If you're clever enough, you can make a career out of complaining about never being mentioned by the blog-aggregation sites. Get enough people to read you, and you'll soon be on tech.memeorandum's front page. That's how software-mediated democracy works. It's not always pretty, but is there any better system?

Lee Gomes' column is a bit dismissive of the discussions going on through Memeorandum and blogniscient.com, but it also asks a question worth keeping at the forefront of the evolution of information politics: Is there a better system? I've suggested before that Memeorandum's algorithm simply reinforces an existing elite because it samples a limited range of blogs to begin its display of discussion—that's also the essence of human editing, a process built on the reality of limited attention—and true to Gomes' statement, it landed my blog on the Memeorandum home page more than before.

That the elite is more porous than before, when newspaper companies defined who got column inches, is a Good Thing, for sure.

That the power to crawl gives organizations the power to define dialogue is Not So Good, because algorithms that assume the kind of neutrality that produces "objective truth" without acknowledging the selectivity of the resulting data leads to misinformed readers. Gomes is pointing out that a lot of irreducibly miniscule arguments become holy crusades, while the details of real import are neglected.

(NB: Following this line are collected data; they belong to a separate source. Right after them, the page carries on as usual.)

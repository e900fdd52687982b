/// Authentication endpoints
///
/// This module provides user authentication endpoints:
/// - Registration
/// - Login
/// - Token refresh
/// - Session introspection (me, verify-token, logout)
///
/// # Endpoints
///
/// - `POST /api/v1/auth/register` - Register new user
/// - `POST /api/v1/auth/login` - Login and get tokens
/// - `POST /api/v1/auth/refresh` - Refresh access token
/// - `POST /api/v1/auth/logout` - Stateless logout confirmation
/// - `GET /api/v1/auth/me` - Current user profile
/// - `POST /api/v1/auth/verify-token` - Validate the presented token

use crate::{
    app::AppState,
    error::{ApiError, ApiResult},
};
use axum::{extract::State, http::StatusCode, Extension, Json};
use chrono::{DateTime, Utc};
use serde::{Deserialize, Serialize};
use syncboard_shared::{
    auth::{jwt, middleware::AuthContext, password},
    models::user::{CreateUser, User},
};
use uuid::Uuid;
use validator::Validate;

/// Register request
#[derive(Debug, Deserialize, Validate)]
pub struct RegisterRequest {
    /// Display name
    #[validate(length(min = 2, max = 255, message = "Name must be 2 to 255 characters"))]
    pub name: String,

    /// Email address
    #[validate(email(message = "Invalid email format"))]
    pub email: String,

    /// Password
    #[validate(length(min = 6, message = "Password must be at least 6 characters"))]
    pub password: String,
}

/// Login request
///
/// No length rule on the password; whatever was registered is accepted
/// for comparison.
#[derive(Debug, Deserialize, Validate)]
pub struct LoginRequest {
    /// Registered email address
    #[validate(email(message = "Invalid email format"))]
    pub email: String,

    /// Plaintext password to check
    pub password: String,
}

/// Refresh token request
#[derive(Debug, Deserialize)]
pub struct RefreshRequest {
    /// Refresh token issued at registration or login
    pub refresh_token: String,
}

/// Public user profile
///
/// The password hash never leaves the server; responses carry this
/// projection instead of the model row.
#[derive(Debug, Serialize)]
pub struct UserResponse {
    /// User ID
    pub id: Uuid,

    /// Display name
    pub name: String,

    /// Email address
    pub email: String,

    /// Account creation timestamp
    pub created_at: DateTime<Utc>,
}

impl From<User> for UserResponse {
    fn from(user: User) -> Self {
        Self {
            id: user.id,
            name: user.name,
            email: user.email,
            created_at: user.created_at,
        }
    }
}

/// Response for register and login
#[derive(Debug, Serialize)]
pub struct AuthResponse {
    /// Authenticated user
    pub user: UserResponse,

    /// Access token
    pub access_token: String,

    /// Refresh token (7d)
    pub refresh_token: String,

    /// Token scheme, always `bearer`
    pub token_type: String,

    /// Access token lifetime in seconds
    pub expires_in: i64,
}

/// Refresh token response
#[derive(Debug, Serialize)]
pub struct RefreshResponse {
    /// New access token
    pub access_token: String,

    /// Token scheme, always `bearer`
    pub token_type: String,

    /// Access token lifetime in seconds
    pub expires_in: i64,
}

/// Token verification response
#[derive(Debug, Serialize)]
pub struct VerifyTokenResponse {
    /// Whether the presented token is valid
    pub valid: bool,

    /// Token subject
    pub user_id: Uuid,

    /// Email carried in the token
    pub email: String,
}

/// Logout confirmation
#[derive(Debug, Serialize)]
pub struct LogoutResponse {
    /// Confirmation message
    pub message: String,
}

/// Issues an access/refresh token pair for a user
fn issue_tokens(state: &AppState, user: User) -> ApiResult<AuthResponse> {
    let expires_in = state.config.jwt.access_token_duration();

    let access_claims = jwt::Claims::with_expiration(
        user.id,
        user.email.clone(),
        jwt::TokenType::Access,
        expires_in,
    );
    let refresh_claims = jwt::Claims::new(user.id, user.email.clone(), jwt::TokenType::Refresh);

    let access_token = jwt::create_token(&access_claims, state.jwt_secret())?;
    let refresh_token = jwt::create_token(&refresh_claims, state.jwt_secret())?;

    Ok(AuthResponse {
        user: user.into(),
        access_token,
        refresh_token,
        token_type: "bearer".to_string(),
        expires_in: expires_in.num_seconds(),
    })
}

/// Register a new user
///
/// # Endpoint
///
/// ```text
/// POST /api/v1/auth/register
/// Content-Type: application/json
///
/// {
///   "name": "Ada Lovelace",
///   "email": "ada@example.com",
///   "password": "hunter2!"
/// }
/// ```
///
/// # Response
///
/// `201 Created` with the user and both tokens:
///
/// ```json
/// {
///   "user": { "id": "uuid", "name": "Ada Lovelace", "email": "ada@example.com", "created_at": "..." },
///   "access_token": "eyJ...",
///   "refresh_token": "eyJ...",
///   "token_type": "bearer",
///   "expires_in": 1800
/// }
/// ```
///
/// # Errors
///
/// - `400 Bad Request`: Validation failed
/// - `409 Conflict`: Email already registered
pub async fn register(
    State(state): State<AppState>,
    Json(req): Json<RegisterRequest>,
) -> ApiResult<(StatusCode, Json<AuthResponse>)> {
    req.validate()?;

    if User::email_exists(&state.db, &req.email).await? {
        return Err(ApiError::Conflict("Email already registered".to_string()));
    }

    let password_hash = password::hash_password(&req.password)?;

    // The unique index on email backstops a concurrent registration,
    // surfacing as 409 through the constraint mapping.
    let user = User::create(
        &state.db,
        CreateUser {
            name: req.name,
            email: req.email,
            password_hash,
        },
    )
    .await?;

    let response = issue_tokens(&state, user)?;
    Ok((StatusCode::CREATED, Json(response)))
}

/// Login with email and password
///
/// # Endpoint
///
/// ```text
/// POST /api/v1/auth/login
/// Content-Type: application/json
///
/// {
///   "email": "ada@example.com",
///   "password": "hunter2!"
/// }
/// ```
///
/// # Errors
///
/// - `400 Bad Request`: Validation failed
/// - `401 Unauthorized`: Invalid credentials
///
/// The same 401 covers unknown email and wrong password, the response
/// never reveals which one failed.
pub async fn login(
    State(state): State<AppState>,
    Json(req): Json<LoginRequest>,
) -> ApiResult<Json<AuthResponse>> {
    req.validate()?;

    let user = User::find_by_email(&state.db, &req.email)
        .await?
        .ok_or_else(|| ApiError::Unauthorized("Invalid email or password".to_string()))?;

    let valid = password::verify_password(&req.password, &user.password_hash)?;
    if !valid {
        return Err(ApiError::Unauthorized(
            "Invalid email or password".to_string(),
        ));
    }

    let response = issue_tokens(&state, user)?;
    Ok(Json(response))
}

/// Exchange a refresh token for a new access token
///
/// # Endpoint
///
/// ```text
/// POST /api/v1/auth/refresh
/// Content-Type: application/json
///
/// {
///   "refresh_token": "eyJ..."
/// }
/// ```
///
/// # Errors
///
/// - `401 Unauthorized`: Invalid, expired, or non-refresh token
pub async fn refresh(
    State(state): State<AppState>,
    Json(req): Json<RefreshRequest>,
) -> ApiResult<Json<RefreshResponse>> {
    let expires_in = state.config.jwt.access_token_duration();
    let access_token =
        jwt::refresh_access_token(&req.refresh_token, state.jwt_secret(), expires_in)?;

    Ok(Json(RefreshResponse {
        access_token,
        token_type: "bearer".to_string(),
        expires_in: expires_in.num_seconds(),
    }))
}

/// Stateless logout confirmation
///
/// Tokens are not stored server-side, so there is nothing to revoke;
/// clients discard their copies. The endpoint exists so clients get a
/// definitive confirmation and invalid tokens still fail with 401.
pub async fn logout(Extension(_ctx): Extension<AuthContext>) -> Json<LogoutResponse> {
    Json(LogoutResponse {
        message: "Successfully logged out".to_string(),
    })
}

/// Current user profile
///
/// # Errors
///
/// - `404 Not Found`: Account was deleted after the token was issued
pub async fn me(
    State(state): State<AppState>,
    Extension(ctx): Extension<AuthContext>,
) -> ApiResult<Json<UserResponse>> {
    let user = User::find_by_id(&state.db, ctx.user_id)
        .await?
        .ok_or_else(|| ApiError::NotFound("User not found".to_string()))?;

    Ok(Json(user.into()))
}

/// Validate the presented access token
///
/// Reaching this handler means the auth middleware already accepted
/// the token, so the response always reports validity with the
/// token's subject.
pub async fn verify_token(Extension(ctx): Extension<AuthContext>) -> Json<VerifyTokenResponse> {
    Json(VerifyTokenResponse {
        valid: true,
        user_id: ctx.user_id,
        email: ctx.email,
    })
}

The point that Gabe Rivera's Memeorandum has an audience of 12,000 is important, but that readership is not the new elite. The blogs selected to be on the page are an elite, of a sort. However, while doing analysis of social influence, I've seen repeatedly that it is the "mainstream media" that start the talking in many cases—this one, for example, where a Wall Street Journal article gets discussion going—and without that part of the media (the "media" includes everyone publishing today, from mainstream to "elite blogs" and the rest of the blog/podcast/Web/print universe) the discussion wouldn't be so robust.

So, the answer to Gomes' question is that the system is much more complex than "blog-aggregation sites" and "software-mediated democracy," just as newspapers were not the sole foundation of 20th century, either.